Anita found her child sitting at the table with the bowl at her mouth, drinking the last of the cereal’s milk. The mother herself had become ill at about eleven years old, bones aching, headaches that tossed her mind from one shore to another. She suffered along for years and years, better sometimes and other times too ill to even get out of her bed. No doctor knew what was wrong, and most of them told Anita’s parents that the best that could be done was to keep her comfortable. The parents, not knowing from where the harm came, forbade so many things, from stuffed animals to sweets to Anita’s friends with colds and small cuts on faces and hands. They sensed that what all the doctors were leaving off was that she should be comfortable because the end was not far away. Her mother stopped working in Anita’s eleventh year because, as she told her husband, if her child was to die, she did not want her to pass away alone. Anita’s mother had three years of college, and she taught her daughter what little she had learned during those times the girl was capable of learning.

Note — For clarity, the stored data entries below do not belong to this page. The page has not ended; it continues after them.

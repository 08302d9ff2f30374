mod calibration;
mod request;
mod rule;
mod run;
mod scan;
mod token;
mod transparency;

pub use calibration::*;
pub use request::*;
pub use rule::*;
pub use run::*;
pub use scan::*;
pub use token::*;
pub use transparency::*;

Her father took a second job in the evenings, and the family, which included a younger brother, stayed near the bottom of the middle class, a few paychecks from the lower class in which the parents had been raised and which they had thought they would not have to see again.
Anita waited until Bethany had downed the last of the milk and the girl, seeing her mother, did a little dance as she sat, her feet tapping the floor, her shoulders twisting from side to side as she moved her arms up and down. The mother’s childhood had more or less stopped with the illness no doctor could diagnose. Her friends came by off and on during the first year, but in time, as she failed to recover fully, most of them went back to their own childhoods and forgot the girl whose mother had made a permanent pallet beside her bed.